Well, I'm off to rearrange the apartment a bit for the table coming in tomorrow...and I'll be watching Megan Fox a movie. Have a great day everybody!!!

Friday, February 27, 2009

Dreams & Tattoos

Good Afternoon Ladies & Gentlemen,

Still no soda three days into Lent. I know that you're all keeping track. Not much has happened the past few days except work and catching up with household chores and working out at the gym…which I'm sure intrigues you to no end. Oh wait, I did have a pretty odd dream the other night. Perhaps I'll share that with you. Okay, so the setting was at night time…and oddly enough, I was walking alongside a parade float (see Mardi Gras pictures posted yesterday). It was a pretty standard float, no crazy colored dragons or goddesses emitting from the bow…but rather just a basic parade float with a band on it…and the music playing was "Gin & Juice" sung by none other than…Richard Cheese & Lounge Against the Machine. Why was I walking along side it?
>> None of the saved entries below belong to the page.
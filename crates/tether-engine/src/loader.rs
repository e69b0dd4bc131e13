//! Assembly load generations
//!
//! The loader hands out one [`AssemblyContext`] per load of a named assembly.
//! Loading a name that is already loaded returns the live context; loading it
//! after an unload starts the next generation. Unloading marks the context
//! unloaded and then waits until every descriptor and builder holding it has
//! let go.

use std::sync::Arc;
use std::time::Instant;

use rustc_hash::FxHashMap;
use tether_sdk::{AssemblyContext, Generation};

use crate::config::LoaderOptions;
use crate::error::{ReflectError, ReflectResult};

#[derive(Debug)]
struct LoadedAssembly {
    context: Arc<AssemblyContext>,
}

/// Tracks the current generation of every named assembly
#[derive(Debug, Default)]
pub struct AssemblyLoader {
    options: LoaderOptions,
    assemblies: FxHashMap<String, LoadedAssembly>,
    generations: FxHashMap<String, Generation>,
}

impl AssemblyLoader {
    /// Create a loader with default options
    pub fn new() -> Self {
        Self::default()
    }

    /// Create a loader with `options`
    pub fn with_options(options: LoaderOptions) -> Self {
        Self {
            options,
            ..Self::default()
        }
    }

    /// Loader options
    pub fn options(&self) -> &LoaderOptions {
        &self.options
    }

    /// Load `name`, declaring `declared_types`.
    ///
    /// If a loaded generation of `name` exists it is returned unchanged.
    pub fn load<I, S>(&mut self, name: &str, declared_types: I) -> Arc<AssemblyContext>
    where
        I: IntoIterator<Item = S>,
        S: Into<String>,
    {
        if let Some(loaded) = self.assemblies.get(name) {
            if loaded.context.is_loaded() {
                tracing::info!(
                    assembly = name,
                    generation = %loaded.context.generation(),
                    "assembly is already loaded"
                );
                return loaded.context.clone();
            }
        }

        let generation = self
            .generations
            .get(name)
            .map(|g| g.next())
            .unwrap_or(Generation(1));
        self.generations.insert(name.to_string(), generation);

        let context = Arc::new(AssemblyContext::new(name, generation, declared_types));
        self.assemblies.insert(
            name.to_string(),
            LoadedAssembly {
                context: context.clone(),
            },
        );
        tracing::info!(
            assembly = name,
            %generation,
            types = context.declared_type_count(),
            "loaded assembly"
        );
        context
    }

    /// Unload the current generation of `name`.
    ///
    /// Blocks until no other holder references the context. Fails with
    /// [`ReflectError::UnloadTimeout`] if holders remain after the configured
    /// timeout; the assembly then stays registered (marked unloaded) so the
    /// unload can be retried.
    pub fn unload(&mut self, name: &str) -> ReflectResult<()> {
        let context = match self.assemblies.get(name) {
            Some(loaded) => loaded.context.clone(),
            None => return Err(ReflectError::AssemblyNotFound(name.to_string())),
        };

        tracing::info!(assembly = name, generation = %context.generation(), "unloading assembly");
        context.mark_unloaded();

        // One reference lives in `self.assemblies`, one is `context` itself.
        let start = Instant::now();
        let mut warned = false;
        loop {
            let holders = Arc::strong_count(&context).saturating_sub(2);
            if holders == 0 {
                break;
            }

            let waited = start.elapsed();
            if waited >= self.options.unload_timeout() {
                tracing::warn!(assembly = name, holders, ?waited, "unloading assembly timed out");
                return Err(ReflectError::UnloadTimeout {
                    name: name.to_string(),
                    holders,
                    waited,
                });
            }
            if !warned && waited >= self.options.unload_warn_after() {
                warned = true;
                tracing::warn!(
                    assembly = name,
                    holders,
                    "unloading assembly is taking longer than expected"
                );
            }
            std::thread::sleep(self.options.unload_poll_interval());
        }

        self.assemblies.remove(name);
        tracing::info!(assembly = name, "assembly unloaded");
        Ok(())
    }

    /// Current context of `name`, loaded or pending unload
    pub fn find(&self, name: &str) -> Option<Arc<AssemblyContext>> {
        self.assemblies.get(name).map(|a| a.context.clone())
    }

    /// Iterate over loaded contexts
    pub fn loaded(&self) -> impl Iterator<Item = &Arc<AssemblyContext>> {
        self.assemblies
            .values()
            .map(|a| &a.context)
            .filter(|c| c.is_loaded())
    }

    /// Number of registered assemblies
    pub fn len(&self) -> usize {
        self.assemblies.len()
    }

    /// Check if no assembly is registered
    pub fn is_empty(&self) -> bool {
        self.assemblies.is_empty()
    }
}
Apparently I was security…and there were a few other guys in cop uniforms on either side of the float. (Seriously, does he need protection?) Anyway, we're walking along…and I'm singing along…and after a few blocks we're in a part of town with tall brick buildings…but no people except for a few more cops. The police chief (that looks like Danny Glover) says, "Okay guys, spread out a bit. Look sharp. (Points at me) You two post up there and keep a lookout."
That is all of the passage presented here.